### Description of the task
At the line containing "let res = self", start repeating the entries exactly, and continue through the last line.

--- Data provided Enclosed Below ---

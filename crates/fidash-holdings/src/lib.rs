//! # Fidash Holdings
//!
//! Holdings export parsing and weight aggregation for fixed income funds.
//!
//! This crate turns the raw bytes of a fund holdings export into the four
//! views that drive the fund dashboard.
//!
//! ## Design Philosophy
//!
//! - **Pure functions**: Every stage is stateless with explicit inputs
//! - **Positional schema**: The first six columns are renamed by position, not by header text
//! - **Absent, not zero**: Malformed weights are excluded from every sum and ranking
//! - **Empty is valid**: An export with no matching securities yields empty views
//!
//! ## Pipeline
//!
//! bytes → [`parse_table`] → [`filter_by_security_type`] → [`coerce_weights`] → views
//!
//! ## Quick Start
//!
//! ```rust
//! use fidash_holdings::prelude::*;
//!
//! let export = "Fund\nDate\nClass\nCurrency\nNotes\nSource\n\
//!               Security,Weight,Rating,Country,Issuer,Type\n\
//!               A,5,AAA,US,X,Corporate Bonds\n\
//!               B,bad,BBB,DE,Y,Corporate Bonds\n\
//!               C,10,AAA,US,Z,Government Bonds\n";
//!
//! let views = process_holdings(export.as_bytes(), &AggregationConfig::default())?;
//!
//! assert_eq!(views.top_holdings, vec![HoldingWeight::new("A", dec!(5))]);
//! assert_eq!(views.country_exposure, vec![Exposure::new("US", dec!(5))]);
//! # Ok::<(), HoldingsError>(())
//! ```
//!
//! ## Module Overview
//!
//! - [`parse`] - CSV bytes to a typed table
//! - [`filter`] - Security type filter
//! - [`coerce`] - Weight coercion
//! - [`views`] - Top holdings, exposures, top issuers
//! - [`pipeline`] - End-to-end processing
//! - [`source`] - Byte source trait for loaders
//! - [`types`] - Records, tables and configuration
//!
//! ## Feature Flags
//!
//! - `parallel`: Compute the four views concurrently with rayon for large exports

#![warn(missing_docs)]
#![warn(rustdoc::missing_crate_level_docs)]
#![allow(clippy::module_name_repetitions)]

pub mod coerce;
pub mod error;
pub mod filter;
pub mod parse;
pub mod pipeline;
pub mod source;
pub mod types;
pub mod views;

pub use error::{HoldingsError, HoldingsResult};

pub use types::{
    AggregationConfig, Record, Table, Weight, COLUMN_COUNT, COLUMN_NAMES, CORPORATE_BONDS,
    DEFAULT_SKIP_ROWS, DEFAULT_TOP_N,
};

pub use coerce::{coerce_weight, coerce_weights};
pub use filter::{filter_by_security_type, FilterOutcome};
pub use parse::parse_table;
pub use pipeline::{process_holdings, run, HoldingsSummary, HoldingsViews};
pub use source::HoldingsSource;
pub use views::{
    country_exposure, group_sum, rating_exposure, top_holdings, top_issuers, Exposure,
    GroupField, HoldingWeight,
};

/// Prelude module for convenient imports.
///
/// ```rust,ignore
/// use fidash_holdings::prelude::*;
/// ```
pub mod prelude {
    pub use crate::error::{HoldingsError, HoldingsResult};
    pub use crate::pipeline::{process_holdings, run, HoldingsSummary, HoldingsViews};
    pub use crate::source::HoldingsSource;
    pub use crate::types::{AggregationConfig, Record, Table, Weight};
    pub use crate::views::{Exposure, GroupField, HoldingWeight};

    pub use rust_decimal::Decimal;
    pub use rust_decimal_macros::dec;
}
//! Kakao channel: send a message to the authenticated user ("send to me")
//! or to a list of friends, chunked by the API's 5-receiver limit.
//!
//! Batches are sent strictly in order, one HTTP call at a time. A batch
//! response may carry `failure_info` for individual receivers; that is
//! logged as a warning and later batches still go out. An HTTP-level
//! failure stops the sequence; batches already delivered stay delivered.

use crate::auth::{TokenProvider, TOKEN_URL};
use crate::connection::ConnectionSource;
use crate::error::KakaoError;
use crate::message::{MessageParams, MessagePayload, RECEIVER_CHUNK_SIZE};
use std::sync::Arc;

/// Kakao "send to me" endpoint.
pub const SEND_ME_URL: &str = "https://kapi.kakao.com/v2/api/talk/memo/default/send";

/// Kakao "send to friends" endpoint.
pub const SEND_FRIEND_URL: &str =
    "https://kapi.kakao.com/v1/api/talk/friends/message/default/send";

/// Kakao API endpoints. Defaults point at the public Kakao hosts; override
/// for tests or custom gateways.
#[derive(Debug, Clone)]
pub struct Endpoints {
    pub token_url: String,
    pub send_me_url: String,
    pub send_friend_url: String,
}

impl Default for Endpoints {
    fn default() -> Self {
        Self {
            token_url: TOKEN_URL.to_string(),
            send_me_url: SEND_ME_URL.to_string(),
            send_friend_url: SEND_FRIEND_URL.to_string(),
        }
    }
}

/// Receiver mode, resolved once before dispatch.
enum SendMode<'a> {
    SelfSend,
    Friends(&'a [String]),
}

impl<'a> SendMode<'a> {
    fn resolve(receiver_uuids: Option<&'a [String]>) -> Self {
        match receiver_uuids {
            Some(uuids) if !uuids.is_empty() => SendMode::Friends(uuids),
            _ => SendMode::SelfSend,
        }
    }
}

/// Kakao channel connector: resolves a token lazily and dispatches message
/// payloads to the memo or friends endpoint.
pub struct KakaoChannel {
    tokens: TokenProvider,
    client: reqwest::Client,
    endpoints: Endpoints,
}

impl KakaoChannel {
    pub fn new(
        source: Arc<dyn ConnectionSource>,
        conn_id: Option<String>,
        token: Option<String>,
    ) -> Self {
        Self::with_endpoints(source, conn_id, token, Endpoints::default())
    }

    pub fn with_endpoints(
        source: Arc<dyn ConnectionSource>,
        conn_id: Option<String>,
        token: Option<String>,
        endpoints: Endpoints,
    ) -> Self {
        let tokens = TokenProvider::with_token_url(
            source,
            conn_id,
            token,
            endpoints.token_url.clone(),
        );
        Self {
            tokens,
            client: reqwest::Client::new(),
            endpoints,
        }
    }

    /// Send a message to the authenticated user, or to `receiver_uuids`
    /// (chunked by 5) when given. Returns the parsed response per HTTP call
    /// made, in call order.
    pub async fn send_message(
        &self,
        receiver_uuids: Option<&[String]>,
        params: &MessageParams,
    ) -> Result<Vec<serde_json::Value>, KakaoError> {
        // Payload resolution happens before any network activity.
        let payload = MessagePayload::from_params(params)?;
        let template_json = payload.to_template_object().to_string();

        let token = self.tokens.access_token().await?;
        let mut results = Vec::new();

        match SendMode::resolve(receiver_uuids) {
            SendMode::Friends(uuids) => {
                let batches: Vec<&[String]> = uuids.chunks(RECEIVER_CHUNK_SIZE).collect();
                log::info!(
                    "sending kakao message to {} friends ({} batches)",
                    uuids.len(),
                    batches.len()
                );
                for (idx, batch) in batches.iter().enumerate() {
                    log::info!("batch {}/{} ({} receivers)", idx + 1, batches.len(), batch.len());
                    let receiver_json = serde_json::to_string(batch)
                        .map_err(|e| KakaoError::Dispatch(e.to_string()))?;
                    let form = [
                        ("receiver_uuids", receiver_json.as_str()),
                        ("template_object", template_json.as_str()),
                    ];
                    let result = self
                        .post_send(&self.endpoints.send_friend_url, &token, &form)
                        .await?;
                    if let Some(failed) = result.get("failure_info").filter(|v| !v.is_null()) {
                        log::warn!(
                            "batch {}/{}: some messages failed to send: {}",
                            idx + 1,
                            batches.len(),
                            failed
                        );
                    }
                    results.push(result);
                }
            }
            SendMode::SelfSend => {
                let form = [("template_object", template_json.as_str())];
                let result = self
                    .post_send(&self.endpoints.send_me_url, &token, &form)
                    .await?;
                results.push(result);
            }
        }

        log::info!("all kakao send requests completed");
        Ok(results)
    }

    /// One form-encoded POST with the bearer token; parsed JSON on 2xx.
    async fn post_send(
        &self,
        url: &str,
        token: &str,
        form: &[(&str, &str)],
    ) -> Result<serde_json::Value, KakaoError> {
        let res = self
            .client
            .post(url)
            .bearer_auth(token)
            .form(form)
            .send()
            .await
            .map_err(|e| KakaoError::Dispatch(e.to_string()))?;
        if !res.status().is_success() {
            let status = res.status();
            let body = res.text().await.unwrap_or_default();
            return Err(KakaoError::Dispatch(format!("{} {}", status, body)));
        }
        res.json()
            .await
            .map_err(|e| KakaoError::Dispatch(e.to_string()))
    }
}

--- End of Enclosed Data provided ---

### Reply to the task
        let res = self
            .client
            .post(url)
            .bearer_auth(token)
            .form(form)
            .send()
            .await
            .map_err(|e| KakaoError::Dispatch(e.to_string()))?;
        if !res.status().is_success() {
            let status = res.status();
            let body = res.text().await.unwrap_or_default();
            return Err(KakaoError::Dispatch(format!("{} {}", status, body)));
        }
        res.json()
            .await
            .map_err(|e| KakaoError::Dispatch(e.to_string()))
    }
}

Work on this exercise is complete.